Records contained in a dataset
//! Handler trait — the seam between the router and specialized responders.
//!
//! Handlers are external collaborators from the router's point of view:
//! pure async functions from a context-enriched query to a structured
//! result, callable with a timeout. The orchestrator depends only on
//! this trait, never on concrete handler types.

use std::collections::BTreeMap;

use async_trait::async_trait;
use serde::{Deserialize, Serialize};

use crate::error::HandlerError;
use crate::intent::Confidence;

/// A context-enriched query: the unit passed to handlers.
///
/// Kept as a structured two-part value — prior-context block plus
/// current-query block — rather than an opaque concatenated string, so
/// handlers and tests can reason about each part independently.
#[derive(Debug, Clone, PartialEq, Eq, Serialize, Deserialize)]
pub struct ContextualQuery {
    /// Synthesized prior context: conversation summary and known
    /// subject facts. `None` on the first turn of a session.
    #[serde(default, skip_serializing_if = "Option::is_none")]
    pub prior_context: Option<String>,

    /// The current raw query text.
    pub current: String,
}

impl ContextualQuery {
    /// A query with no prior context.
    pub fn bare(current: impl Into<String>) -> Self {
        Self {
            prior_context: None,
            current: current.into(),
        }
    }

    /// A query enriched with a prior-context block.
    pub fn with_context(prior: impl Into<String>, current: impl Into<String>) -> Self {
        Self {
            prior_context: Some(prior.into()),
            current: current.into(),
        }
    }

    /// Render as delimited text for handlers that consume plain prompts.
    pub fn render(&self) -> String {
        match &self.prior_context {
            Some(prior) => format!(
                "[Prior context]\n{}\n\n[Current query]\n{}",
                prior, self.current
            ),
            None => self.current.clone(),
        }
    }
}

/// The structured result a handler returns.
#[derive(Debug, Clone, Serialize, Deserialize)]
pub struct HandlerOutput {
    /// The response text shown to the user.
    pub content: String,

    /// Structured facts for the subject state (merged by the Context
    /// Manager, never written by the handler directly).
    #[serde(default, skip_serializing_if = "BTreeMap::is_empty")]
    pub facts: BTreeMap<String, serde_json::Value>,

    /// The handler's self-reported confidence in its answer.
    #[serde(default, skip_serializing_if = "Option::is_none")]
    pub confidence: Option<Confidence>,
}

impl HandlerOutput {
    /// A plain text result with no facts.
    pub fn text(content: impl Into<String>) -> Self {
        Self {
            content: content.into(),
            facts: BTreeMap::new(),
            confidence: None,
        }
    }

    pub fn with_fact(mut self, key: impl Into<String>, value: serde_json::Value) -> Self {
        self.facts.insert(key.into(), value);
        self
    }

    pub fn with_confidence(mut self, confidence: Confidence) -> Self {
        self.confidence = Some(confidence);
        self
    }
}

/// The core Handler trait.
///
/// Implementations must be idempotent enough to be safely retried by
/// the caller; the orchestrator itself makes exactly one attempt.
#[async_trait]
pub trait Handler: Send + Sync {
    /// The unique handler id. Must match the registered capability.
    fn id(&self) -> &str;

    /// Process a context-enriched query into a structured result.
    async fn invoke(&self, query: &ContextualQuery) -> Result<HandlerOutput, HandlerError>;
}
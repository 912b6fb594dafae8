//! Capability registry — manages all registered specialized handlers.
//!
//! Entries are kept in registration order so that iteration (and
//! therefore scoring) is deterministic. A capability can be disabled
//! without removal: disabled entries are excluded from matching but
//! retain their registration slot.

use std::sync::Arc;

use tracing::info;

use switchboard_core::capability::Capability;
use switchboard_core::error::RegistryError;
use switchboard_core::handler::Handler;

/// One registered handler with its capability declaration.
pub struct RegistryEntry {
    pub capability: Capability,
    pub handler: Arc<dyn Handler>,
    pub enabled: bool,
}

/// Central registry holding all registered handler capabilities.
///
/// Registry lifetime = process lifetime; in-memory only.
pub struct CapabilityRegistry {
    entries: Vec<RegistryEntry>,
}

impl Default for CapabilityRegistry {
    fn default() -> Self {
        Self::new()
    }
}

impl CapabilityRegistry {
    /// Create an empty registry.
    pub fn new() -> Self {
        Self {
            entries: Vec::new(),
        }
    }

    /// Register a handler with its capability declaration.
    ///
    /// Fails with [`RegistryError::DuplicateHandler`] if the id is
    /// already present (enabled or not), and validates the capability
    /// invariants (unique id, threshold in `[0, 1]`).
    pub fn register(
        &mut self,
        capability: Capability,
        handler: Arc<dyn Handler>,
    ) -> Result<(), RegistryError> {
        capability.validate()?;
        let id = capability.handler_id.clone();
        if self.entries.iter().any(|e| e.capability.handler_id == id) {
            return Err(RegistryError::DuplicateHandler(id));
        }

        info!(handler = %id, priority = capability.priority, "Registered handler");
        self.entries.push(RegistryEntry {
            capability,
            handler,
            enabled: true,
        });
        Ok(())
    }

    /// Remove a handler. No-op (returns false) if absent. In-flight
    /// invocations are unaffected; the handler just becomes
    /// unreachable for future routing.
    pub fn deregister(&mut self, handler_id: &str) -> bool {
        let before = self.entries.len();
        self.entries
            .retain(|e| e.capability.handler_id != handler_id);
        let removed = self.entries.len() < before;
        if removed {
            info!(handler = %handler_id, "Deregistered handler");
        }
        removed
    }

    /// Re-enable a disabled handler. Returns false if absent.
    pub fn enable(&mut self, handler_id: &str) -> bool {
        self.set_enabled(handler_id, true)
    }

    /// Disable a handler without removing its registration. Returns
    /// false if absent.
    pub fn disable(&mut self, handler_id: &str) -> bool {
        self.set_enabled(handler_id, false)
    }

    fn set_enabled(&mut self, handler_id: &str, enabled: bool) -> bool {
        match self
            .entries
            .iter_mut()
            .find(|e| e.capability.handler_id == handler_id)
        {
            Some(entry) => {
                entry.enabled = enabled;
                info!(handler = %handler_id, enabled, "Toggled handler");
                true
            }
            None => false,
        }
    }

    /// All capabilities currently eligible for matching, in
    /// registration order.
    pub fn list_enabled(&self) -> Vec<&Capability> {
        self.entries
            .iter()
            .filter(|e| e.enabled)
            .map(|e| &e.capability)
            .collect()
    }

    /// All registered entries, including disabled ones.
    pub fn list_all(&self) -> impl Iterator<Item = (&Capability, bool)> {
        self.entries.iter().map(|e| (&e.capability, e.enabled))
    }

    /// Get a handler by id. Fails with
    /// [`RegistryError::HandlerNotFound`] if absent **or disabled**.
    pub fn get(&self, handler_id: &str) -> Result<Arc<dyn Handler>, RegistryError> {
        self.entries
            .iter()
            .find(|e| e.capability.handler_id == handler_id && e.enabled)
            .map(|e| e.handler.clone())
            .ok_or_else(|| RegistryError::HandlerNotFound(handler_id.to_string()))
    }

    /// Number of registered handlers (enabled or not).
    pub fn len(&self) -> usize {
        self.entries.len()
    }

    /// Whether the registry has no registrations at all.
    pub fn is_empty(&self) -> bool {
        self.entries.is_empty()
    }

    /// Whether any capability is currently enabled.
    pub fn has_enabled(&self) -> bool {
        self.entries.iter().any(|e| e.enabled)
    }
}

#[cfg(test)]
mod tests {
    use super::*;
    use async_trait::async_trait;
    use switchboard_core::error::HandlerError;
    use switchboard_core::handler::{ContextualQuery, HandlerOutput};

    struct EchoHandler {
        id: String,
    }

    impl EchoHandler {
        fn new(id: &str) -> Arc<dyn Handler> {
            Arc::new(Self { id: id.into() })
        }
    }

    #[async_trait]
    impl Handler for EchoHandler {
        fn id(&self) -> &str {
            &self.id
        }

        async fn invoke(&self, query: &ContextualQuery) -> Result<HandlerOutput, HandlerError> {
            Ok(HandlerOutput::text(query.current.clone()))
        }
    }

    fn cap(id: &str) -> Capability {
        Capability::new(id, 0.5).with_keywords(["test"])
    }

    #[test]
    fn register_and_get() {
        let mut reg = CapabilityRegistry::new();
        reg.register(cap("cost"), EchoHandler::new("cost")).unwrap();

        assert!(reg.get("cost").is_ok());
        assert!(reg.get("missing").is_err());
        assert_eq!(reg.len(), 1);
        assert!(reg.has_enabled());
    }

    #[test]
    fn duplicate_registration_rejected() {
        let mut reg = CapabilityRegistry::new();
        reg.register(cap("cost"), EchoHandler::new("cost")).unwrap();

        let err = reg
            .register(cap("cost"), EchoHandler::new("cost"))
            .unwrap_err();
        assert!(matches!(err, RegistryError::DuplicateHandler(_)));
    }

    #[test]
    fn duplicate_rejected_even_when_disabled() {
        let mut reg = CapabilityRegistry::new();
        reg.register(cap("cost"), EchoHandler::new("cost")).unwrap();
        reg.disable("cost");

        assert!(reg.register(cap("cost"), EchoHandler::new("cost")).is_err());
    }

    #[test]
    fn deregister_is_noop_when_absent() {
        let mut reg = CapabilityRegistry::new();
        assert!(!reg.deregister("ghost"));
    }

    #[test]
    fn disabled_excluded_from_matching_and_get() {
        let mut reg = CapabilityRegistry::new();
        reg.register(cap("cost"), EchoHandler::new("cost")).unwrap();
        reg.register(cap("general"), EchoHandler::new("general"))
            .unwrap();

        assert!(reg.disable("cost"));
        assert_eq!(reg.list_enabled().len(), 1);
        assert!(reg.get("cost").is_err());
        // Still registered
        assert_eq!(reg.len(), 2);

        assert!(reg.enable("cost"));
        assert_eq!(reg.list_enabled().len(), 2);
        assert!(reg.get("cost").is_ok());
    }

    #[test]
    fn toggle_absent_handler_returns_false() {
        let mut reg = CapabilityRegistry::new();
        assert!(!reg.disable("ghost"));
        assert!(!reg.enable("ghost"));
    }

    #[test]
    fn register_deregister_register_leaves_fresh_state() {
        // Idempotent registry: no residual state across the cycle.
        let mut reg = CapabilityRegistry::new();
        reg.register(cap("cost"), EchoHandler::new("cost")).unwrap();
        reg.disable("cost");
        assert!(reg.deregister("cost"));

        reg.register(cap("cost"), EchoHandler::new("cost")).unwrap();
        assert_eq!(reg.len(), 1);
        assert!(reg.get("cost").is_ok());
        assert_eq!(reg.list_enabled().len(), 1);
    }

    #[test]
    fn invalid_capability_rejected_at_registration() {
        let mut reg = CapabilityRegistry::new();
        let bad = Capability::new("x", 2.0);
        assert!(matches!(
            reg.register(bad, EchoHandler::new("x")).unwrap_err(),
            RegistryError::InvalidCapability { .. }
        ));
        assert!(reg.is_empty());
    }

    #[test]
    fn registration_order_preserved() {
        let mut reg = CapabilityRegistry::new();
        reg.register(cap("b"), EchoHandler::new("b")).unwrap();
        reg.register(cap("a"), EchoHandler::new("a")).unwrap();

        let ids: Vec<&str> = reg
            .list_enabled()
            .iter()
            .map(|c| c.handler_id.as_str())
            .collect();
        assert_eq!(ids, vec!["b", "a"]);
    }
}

--

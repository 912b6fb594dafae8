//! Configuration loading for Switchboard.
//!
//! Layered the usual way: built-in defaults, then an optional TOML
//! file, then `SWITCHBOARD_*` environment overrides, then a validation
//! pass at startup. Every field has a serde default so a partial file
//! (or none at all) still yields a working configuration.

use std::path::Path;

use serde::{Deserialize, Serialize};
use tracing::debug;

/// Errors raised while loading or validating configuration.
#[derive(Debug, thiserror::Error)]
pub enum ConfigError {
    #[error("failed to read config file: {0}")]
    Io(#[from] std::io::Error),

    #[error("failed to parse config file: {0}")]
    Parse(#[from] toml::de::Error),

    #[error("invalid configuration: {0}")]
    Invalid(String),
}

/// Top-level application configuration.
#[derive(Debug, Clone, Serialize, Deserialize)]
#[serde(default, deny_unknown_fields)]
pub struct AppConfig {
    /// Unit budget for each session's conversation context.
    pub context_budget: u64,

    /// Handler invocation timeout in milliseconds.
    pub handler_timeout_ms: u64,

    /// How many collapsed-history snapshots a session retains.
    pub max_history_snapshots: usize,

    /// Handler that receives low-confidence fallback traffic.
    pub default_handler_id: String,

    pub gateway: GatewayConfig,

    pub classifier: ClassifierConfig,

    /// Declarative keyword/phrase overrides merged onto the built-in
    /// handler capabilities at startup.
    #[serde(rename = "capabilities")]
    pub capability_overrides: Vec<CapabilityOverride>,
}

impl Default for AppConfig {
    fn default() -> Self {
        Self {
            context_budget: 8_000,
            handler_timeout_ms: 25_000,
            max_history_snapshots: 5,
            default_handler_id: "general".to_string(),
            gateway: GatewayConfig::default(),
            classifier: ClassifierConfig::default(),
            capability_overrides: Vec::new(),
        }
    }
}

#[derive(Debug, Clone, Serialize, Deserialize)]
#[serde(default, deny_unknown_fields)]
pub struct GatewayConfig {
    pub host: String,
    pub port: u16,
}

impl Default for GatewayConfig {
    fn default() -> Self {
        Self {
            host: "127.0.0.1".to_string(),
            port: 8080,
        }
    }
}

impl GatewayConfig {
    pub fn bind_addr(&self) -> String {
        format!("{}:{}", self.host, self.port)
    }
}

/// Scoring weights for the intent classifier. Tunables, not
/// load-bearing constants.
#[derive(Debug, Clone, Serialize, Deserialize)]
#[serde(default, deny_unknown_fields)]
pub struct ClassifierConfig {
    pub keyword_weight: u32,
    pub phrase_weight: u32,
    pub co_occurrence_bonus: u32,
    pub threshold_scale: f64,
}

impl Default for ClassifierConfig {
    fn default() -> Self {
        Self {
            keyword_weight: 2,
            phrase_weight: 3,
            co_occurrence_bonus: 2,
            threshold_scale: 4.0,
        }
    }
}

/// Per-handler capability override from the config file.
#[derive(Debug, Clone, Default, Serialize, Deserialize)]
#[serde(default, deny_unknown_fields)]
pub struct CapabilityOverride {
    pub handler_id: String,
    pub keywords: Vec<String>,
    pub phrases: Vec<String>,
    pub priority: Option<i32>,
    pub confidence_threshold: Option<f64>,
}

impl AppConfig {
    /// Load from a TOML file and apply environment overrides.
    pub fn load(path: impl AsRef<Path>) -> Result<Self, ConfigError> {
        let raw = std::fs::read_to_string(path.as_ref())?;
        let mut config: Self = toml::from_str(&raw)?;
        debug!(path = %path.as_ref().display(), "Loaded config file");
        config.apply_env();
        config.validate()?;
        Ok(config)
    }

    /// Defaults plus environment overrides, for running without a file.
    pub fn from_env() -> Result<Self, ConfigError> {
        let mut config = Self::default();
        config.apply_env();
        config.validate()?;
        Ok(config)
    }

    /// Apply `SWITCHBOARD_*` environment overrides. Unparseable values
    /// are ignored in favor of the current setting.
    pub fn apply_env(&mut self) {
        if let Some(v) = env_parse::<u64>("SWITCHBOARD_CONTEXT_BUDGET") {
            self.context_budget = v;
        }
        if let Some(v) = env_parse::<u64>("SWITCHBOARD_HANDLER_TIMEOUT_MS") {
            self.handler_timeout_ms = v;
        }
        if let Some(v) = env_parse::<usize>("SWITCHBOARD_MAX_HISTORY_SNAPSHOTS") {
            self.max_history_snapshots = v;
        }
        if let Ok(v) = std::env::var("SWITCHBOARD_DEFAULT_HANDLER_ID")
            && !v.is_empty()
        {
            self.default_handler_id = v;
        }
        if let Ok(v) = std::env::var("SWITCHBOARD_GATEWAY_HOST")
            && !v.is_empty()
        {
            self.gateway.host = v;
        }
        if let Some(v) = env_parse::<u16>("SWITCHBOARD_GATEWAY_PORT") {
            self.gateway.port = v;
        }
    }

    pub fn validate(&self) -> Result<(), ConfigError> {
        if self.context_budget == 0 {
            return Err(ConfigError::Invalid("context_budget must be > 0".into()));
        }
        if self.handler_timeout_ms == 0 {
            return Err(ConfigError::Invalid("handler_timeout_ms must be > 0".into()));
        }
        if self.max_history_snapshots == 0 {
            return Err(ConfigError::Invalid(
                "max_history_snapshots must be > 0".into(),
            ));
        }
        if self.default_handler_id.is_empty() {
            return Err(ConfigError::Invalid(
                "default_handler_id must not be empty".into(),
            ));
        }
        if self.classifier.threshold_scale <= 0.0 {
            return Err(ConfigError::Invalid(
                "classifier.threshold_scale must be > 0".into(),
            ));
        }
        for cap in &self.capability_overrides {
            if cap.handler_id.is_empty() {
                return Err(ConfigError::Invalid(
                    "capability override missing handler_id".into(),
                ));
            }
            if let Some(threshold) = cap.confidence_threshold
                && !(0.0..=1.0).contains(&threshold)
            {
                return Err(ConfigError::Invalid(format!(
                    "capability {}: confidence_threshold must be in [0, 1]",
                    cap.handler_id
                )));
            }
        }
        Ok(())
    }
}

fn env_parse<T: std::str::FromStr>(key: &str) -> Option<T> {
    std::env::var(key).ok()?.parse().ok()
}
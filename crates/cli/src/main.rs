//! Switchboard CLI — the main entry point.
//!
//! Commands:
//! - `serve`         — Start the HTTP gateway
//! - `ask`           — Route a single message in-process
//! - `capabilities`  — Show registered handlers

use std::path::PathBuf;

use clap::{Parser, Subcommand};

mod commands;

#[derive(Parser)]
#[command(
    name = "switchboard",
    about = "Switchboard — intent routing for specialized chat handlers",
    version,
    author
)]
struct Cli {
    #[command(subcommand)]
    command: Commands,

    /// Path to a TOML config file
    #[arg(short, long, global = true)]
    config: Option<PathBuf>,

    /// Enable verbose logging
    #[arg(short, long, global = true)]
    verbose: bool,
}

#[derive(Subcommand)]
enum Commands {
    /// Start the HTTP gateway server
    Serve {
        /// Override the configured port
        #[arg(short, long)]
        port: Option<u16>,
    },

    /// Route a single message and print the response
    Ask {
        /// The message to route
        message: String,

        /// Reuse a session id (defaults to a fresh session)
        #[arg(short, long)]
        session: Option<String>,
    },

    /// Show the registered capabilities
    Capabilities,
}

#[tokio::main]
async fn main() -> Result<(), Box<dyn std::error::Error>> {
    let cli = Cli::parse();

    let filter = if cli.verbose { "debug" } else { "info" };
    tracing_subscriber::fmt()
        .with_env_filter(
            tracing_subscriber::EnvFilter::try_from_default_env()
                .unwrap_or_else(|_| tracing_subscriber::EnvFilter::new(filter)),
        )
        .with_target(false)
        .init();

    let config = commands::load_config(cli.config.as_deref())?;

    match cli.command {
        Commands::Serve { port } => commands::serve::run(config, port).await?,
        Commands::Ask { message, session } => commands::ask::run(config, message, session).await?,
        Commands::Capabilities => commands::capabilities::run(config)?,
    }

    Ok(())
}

▸ Problem: Every line in the entries above that has the word "message" should be identified and copied.

▸ Response below:
//! - `ask`           — Route a single message in-process
    /// Route a single message and print the response
        /// The message to route
        message: String,
        Commands::Ask { message, session } => commands::ask::run(config, message, session).await?,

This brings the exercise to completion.